Comforting, Compassionate, Sometimes Cranky-Pants Cancer

The bright side of Moon-ruled Cancer illuminates all things cozy and warm: close friends and family, that innermost circle of intimacy where emotional support can be found, where we can retreat and recover from the harsh, demanding world. Cancer has a long memory and can be rather moody, so watch out for a tendency to dwell on the ghosts of the past, to compare this year's festivities with past holidays, leaving a wake of loneliness, regret and sorrow. Keep an eye on irritability. For all the joy the holidays are supposed to bring, it can be a rough time, Saturn's higher ideal is to prod us to face reality, deal with our problems, not run from them — yet not get swallowed up by them either!overflowing with busyness, unwise spending and other over-indulgences, and too many gatherings.

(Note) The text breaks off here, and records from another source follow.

// ── Preference domains ─────────────────────────────────────────────────

#[derive(Debug, Clone, Copy, Serialize, Deserialize, PartialEq, Eq)]
#[serde(rename_all = "snake_case")]
pub enum HousingType {
    Apartment,
    House,
    HouseWithYard,
}

impl HousingType {
    pub fn parse(s: &str) -> Option<Self> {
        match s.trim().to_lowercase().replace([' ', '-'], "_").as_str() {
            "apartment" | "flat" => Some(HousingType::Apartment),
            "house" => Some(HousingType::House),
            "house_with_yard" | "house_with_a_yard" | "yard" => Some(HousingType::HouseWithYard),
            _ => None,
        }
    }

    pub fn label(&self) -> &'static str {
        match self {
            HousingType::Apartment => "apartment",
            HousingType::House => "house",
            HousingType::HouseWithYard => "house with a yard",
        }
    }
}

/// Shared low/medium/high scale: the user's activity level and a candidate's
/// energy level are compared on the same ordinal axis.
#[derive(Debug, Clone, Copy, Serialize, Deserialize, PartialEq, Eq)]
#[serde(rename_all = "lowercase")]
pub enum EnergyLevel {
    Low,
    Medium,
    High,
}

impl EnergyLevel {
    pub fn parse(s: &str) -> Option<Self> {
        match s.trim().to_lowercase().as_str() {
            "low" => Some(EnergyLevel::Low),
            "medium" | "moderate" => Some(EnergyLevel::Medium),
            "high" => Some(EnergyLevel::High),
            _ => None,
        }
    }

    pub fn ordinal(&self) -> u8 {
        match self {
            EnergyLevel::Low => 0,
            EnergyLevel::Medium => 1,
            EnergyLevel::High => 2,
        }
    }

    pub fn label(&self) -> &'static str {
        match self {
            EnergyLevel::Low => "low",
            EnergyLevel::Medium => "medium",
            EnergyLevel::High => "high",
        }
    }
}

#[derive(Debug, Clone, Copy, Serialize, Deserialize, PartialEq, Eq)]
#[serde(rename_all = "snake_case")]
pub enum ExperienceLevel {
    FirstTime,
    #[serde(rename = "some")]
    Intermediate,
    Experienced,
}

impl ExperienceLevel {
    pub fn parse(s: &str) -> Option<Self> {
        match s.trim().to_lowercase().replace([' ', '-'], "_").as_str() {
            "first_time" | "none" | "never" => Some(ExperienceLevel::FirstTime),
            "some" | "intermediate" => Some(ExperienceLevel::Intermediate),
            "experienced" | "expert" => Some(ExperienceLevel::Experienced),
            _ => None,
        }
    }

    pub fn ordinal(&self) -> u8 {
        match self {
            ExperienceLevel::FirstTime => 0,
            ExperienceLevel::Intermediate => 1,
            ExperienceLevel::Experienced => 2,
        }
    }

    pub fn label(&self) -> &'static str {
        match self {
            ExperienceLevel::FirstTime => "first-time owner",
            ExperienceLevel::Intermediate => "some experience",
            ExperienceLevel::Experienced => "experienced owner",
        }
    }
}

#[derive(Debug, Clone, Copy, Serialize, Deserialize, PartialEq, Eq)]
#[serde(rename_all = "lowercase")]
pub enum BudgetTier {
    Low,
    Medium,
    High,
}

impl BudgetTier {
    pub fn parse(s: &str) -> Option<Self> {
        match s.trim().to_lowercase().as_str() {
            "low" => Some(BudgetTier::Low),
            "medium" | "moderate" => Some(BudgetTier::Medium),
            "high" => Some(BudgetTier::High),
            _ => None,
        }
    }

    /// Maximum adoption fee the tier is comfortable with.
    pub fn fee_ceiling(&self) -> f64 {
        use crate::atoms::constants::*;
        match self {
            BudgetTier::Low => BUDGET_CEILING_LOW,
            BudgetTier::Medium => BUDGET_CEILING_MEDIUM,
            BudgetTier::High => BUDGET_CEILING_HIGH,
        }
    }

    pub fn label(&self) -> &'static str {
        match self {
            BudgetTier::Low => "low",
            BudgetTier::Medium => "medium",
            BudgetTier::High => "high",
        }
    }
}

// ── Preference record ──────────────────────────────────────────────────

/// Names of the five fields that must be filled before matching can run.
pub const REQUIRED_FIELDS: &[&str] = &[
    "housing",
    "activity",
    "has_children",
    "has_other_pets",
    "experience",
];

/// One adopter's preference record.  Every field is independently nullable:
/// `None` means "not yet stated", never "explicitly no".  Mutated exclusively
/// by the preference engine; persisted to the preference store on every
/// successful merge.
#[derive(Debug, Clone, Default, Serialize, Deserialize, PartialEq)]
#[serde(default)]
pub struct PreferenceRecord {
    pub housing: Option<HousingType>,
    pub activity: Option<EnergyLevel>,
    pub has_children: Option<bool>,
    pub child_age: Option<u8>,
    pub has_other_pets: Option<bool>,
    pub other_pet_types: Option<Vec<String>>,
    pub experience: Option<ExperienceLevel>,
    pub budget: Option<BudgetTier>,
    pub preferred_breeds: Option<Vec<String>>,
    /// None = not yet asked; Some(true) = only the preferred breed;
    /// Some(false) = prefer it but include others.
    pub breed_strict: Option<bool>,
    pub location: Option<String>,
    pub notes: Option<String>,
}

impl PreferenceRecord {
    /// Required fields still missing, in canonical order.
    pub fn missing_fields(&self) -> Vec<&'static str> {
        let mut missing = Vec::new();
        if self.housing.is_none() {
            missing.push("housing");
        }
        if self.activity.is_none() {
            missing.push("activity");
        }
        if self.has_children.is_none() {
            missing.push("has_children");
        }
        if self.has_other_pets.is_none() {
            missing.push("has_other_pets");
        }
        if self.experience.is_none() {
            missing.push("experience");
        }
        missing
    }

    /// A record is complete when all five required fields are filled.
    pub fn is_complete(&self) -> bool {
        self.missing_fields().is_empty()
    }

    /// One-line human summary used in welcome-back messages and prompts.
    pub fn summary(&self) -> String {
        let mut parts: Vec<String> = Vec::new();
        if let Some(h) = self.housing {
            parts.push(format!("lives in a {}", h.label()));
        }
        if let Some(a) = self.activity {
            parts.push(format!("{} activity level", a.label()));
        }
        match self.has_children {
            Some(true) => match self.child_age {
                Some(age) => parts.push(format!("has children (youngest {})", age)),
                None => parts.push("has children".into()),
            },
            Some(false) => parts.push("no children".into()),
            None => {}
        }
        match self.has_other_pets {
            Some(true) => match &self.other_pet_types {
                Some(types) if !types.is_empty() => {
                    parts.push(format!("has other pets ({})", types.join(", ")))
                }
                _ => parts.push("has other pets".into()),
            },
            Some(false) => parts.push("no other pets".into()),
            None => {}
        }
        if let Some(e) = self.experience {
            parts.push(e.label().to_string());
        }
        if let Some(b) = self.budget {
            parts.push(format!("{} budget", b.label()));
        }
        if let Some(breeds) = &self.preferred_breeds {
            if !breeds.is_empty() {
                let strictness = match self.breed_strict {
                    Some(true) => " (only)",
                    Some(false) => " (preferred)",
                    None => "",
                };
                parts.push(format!("likes {}{}", breeds.join(", "), strictness));
            }
        }
        if let Some(loc) = &self.location {
            parts.push(format!("near {}", loc));
        }
        if parts.is_empty() {
            "no preferences on file".into()
        } else {
            parts.join(", ")
        }
    }
}

// ── Candidate catalog ──────────────────────────────────────────────────

#[derive(Debug, Clone, Copy, Serialize, Deserialize, PartialEq, Eq)]
#[serde(rename_all = "lowercase")]
pub enum AnimalStatus {
    Available,
    Pending,
    Adopted,
}

impl AnimalStatus {
    pub fn as_str(&self) -> &'static str {
        match self {
            AnimalStatus::Available => "available",
            AnimalStatus::Pending => "pending",
            AnimalStatus::Adopted => "adopted",
        }
    }

    pub fn parse(s: &str) -> Option<Self> {
        match s {
            "available" => Some(AnimalStatus::Available),
            "pending" => Some(AnimalStatus::Pending),
            "adopted" => Some(AnimalStatus::Adopted),
            _ => None,
        }
    }
}

/// One catalog row — an adoptable animal with structured attributes.
#[derive(Debug, Clone, Serialize, Deserialize)]
pub struct AnimalRecord {
    pub id: String,
    pub name: String,
    pub species: String,
    pub breed: String,
    pub age_months: u32,
    pub energy: EnergyLevel,
    pub child_safe: bool,
    pub pet_safe: bool,
    pub fee: f64,
    pub location: String,
    pub temperament: String,
    pub description: String,
    pub status: AnimalStatus,
}

// ── Scoring output ─────────────────────────────────────────────────────

/// Named per-factor point contributions.  The raw total tops out at 125 and
/// is deliberately not normalized; presentation clamps to 100.
#[derive(Debug, Clone, Copy, Default, Serialize, Deserialize)]
pub struct ScoreBreakdown {
    pub energy: u32,
    pub child_safety: u32,
    pub pet_safety: u32,
    pub experience_fit: u32,
    pub budget: u32,
    pub breed: u32,
    pub location: u32,
}

impl ScoreBreakdown {
    pub fn total(&self) -> u32 {
        self.energy
            + self.child_safety
            + self.pet_safety
            + self.experience_fit
            + self.budget
            + self.breed
            + self.location
    }
}

/// Transient scoring result — one per catalog row evaluated in a pass.
#[derive(Debug, Clone, Serialize, Deserialize)]
pub struct ScoredCandidate {
    pub animal: AnimalRecord,
    pub total: u32,
    pub breakdown: ScoreBreakdown,
}

// ── Recommendation result ──────────────────────────────────────────────

#[derive(Debug, Clone, Serialize, Deserialize)]
pub struct RecommendedPet {
    /// Real catalog id — model-claimed ids are always resolved and replaced.
    pub id: String,
    pub name: String,
    /// Integer match score 0–100 (clamped from the raw 125-point total).
    pub match_score: u8,
    pub reasons: Vec<String>,
}

#[derive(Debug, Clone, Serialize, Deserialize)]
pub struct RecommendationResult {
    /// 0–3 ranked entries.
    pub pets: Vec<RecommendedPet>,
    pub explanation: String,
}

// ── Session ────────────────────────────────────────────────────────────

#[derive(Debug, Clone, Copy, Serialize, Deserialize, PartialEq, Eq)]
#[serde(rename_all = "snake_case")]
pub enum ActiveFlow {
    Routing,
    CollectingPreferences,
    Qa,
}

impl ActiveFlow {
    pub fn as_str(&self) -> &'static str {
        match self {
            ActiveFlow::Routing => "routing",
            ActiveFlow::CollectingPreferences => "collecting_preferences",
            ActiveFlow::Qa => "qa",
        }
    }

    pub fn parse(s: &str) -> Option<Self> {
        match s {
            "routing" => Some(ActiveFlow::Routing),
            "collecting_preferences" => Some(ActiveFlow::CollectingPreferences),
            "qa" => Some(ActiveFlow::Qa),
            _ => None,
        }
    }
}

#[derive(Debug, Clone, Copy, Serialize, Deserialize, PartialEq, Eq)]
#[serde(rename_all = "lowercase")]
pub enum ChatRole {
    User,
    Assistant,
}

impl ChatRole {
    pub fn as_str(&self) -> &'static str {
        match self {
            ChatRole::User => "user",
            ChatRole::Assistant => "assistant",
        }
    }
}

/// One role-tagged utterance in a session's conversation history.
#[derive(Debug, Clone, Serialize, Deserialize)]
pub struct ChatTurn {
    pub role: ChatRole,
    pub content: String,
    pub created_at: String,
}

/// Breed-negotiation marker: set when a merge introduces preferred breeds
/// before strictness has been asked; cleared once the user answers.
#[derive(Debug, Clone, Serialize, Deserialize)]
pub struct BreedCheck {
    pub breeds: Vec<String>,
    pub available: i64,
}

So use the best aspects of the Cancer Full Moon to be a good mother to your self: eat well, say no when you must, take your vitamins and immune supplements, get enough rest, and keep up the exercise routines.

For those of us who have lost loved ones recently, or estranged from our families in other ways, the holidays can be especially brutal, intensifying the grief and loneliness. And this holiday season being particularly Saturnian adds to that "glass half empty" tendency to see the world through a rather gloomy lens. Cancer and Saturn are both broody hens, so if you drop into despair or sorrow, the best thing to do is take the focus off yourself, do something for someone else. Happiness is truly a function of focusing "out there" rather than listening to that internal echo chamber. Saturn's higher ideal is to prod us to face reality, deal with our problems, not run from them — yet not get swallowed up by them either! Luckily for us, a cheerful Mercury-Jupiter conjunction in jolly Sagittarius falls on the same day as solstice to provide a joyful counterpart to solemn Saturn.

A Long Night's Moon

As the December Solstice is marked by the Sun's entry into Saturn-ruled Capricorn, the Lord of Karma is the Big Kahuna, the master of ceremonies for this particular turning point in the solar year. With Saturn currently transiting through Capricorn, its very own sign, this adds to its already strong presence. Moreover, immediately following the holiday season, we arrive at the first eclipse of 2019, on January 6th, a partial solar eclipse in Capricorn. This is another reason not to wear yourself out over the holidays, for out of the frying pan and into the fire we go! Eclipses always bring turbulence.

So here we are in a "Father Time" time. Difficult, sometimes painful, lessons to be learned about facing reality, growing up, and becoming more effective in life come around when Saturn is active. Responsibilities and duties tend to pile on. "Buck up, quit your whining and procrastinating," our cosmic parent roars while giving us a swift kick in the tush. What Saturn lessons do YOU need to take to heart? really learn? Yes, I'm referring to those lessons — the ones you have been failing to deal with over and over again. Did you really expect to get away with this forever?


So we have a tender, if a bit cranky, Cancer Full Moon widely conjunct Saturn and following swift on the heels of a Saturn-ruled solstice. Here's my offering on this key station in the solar year.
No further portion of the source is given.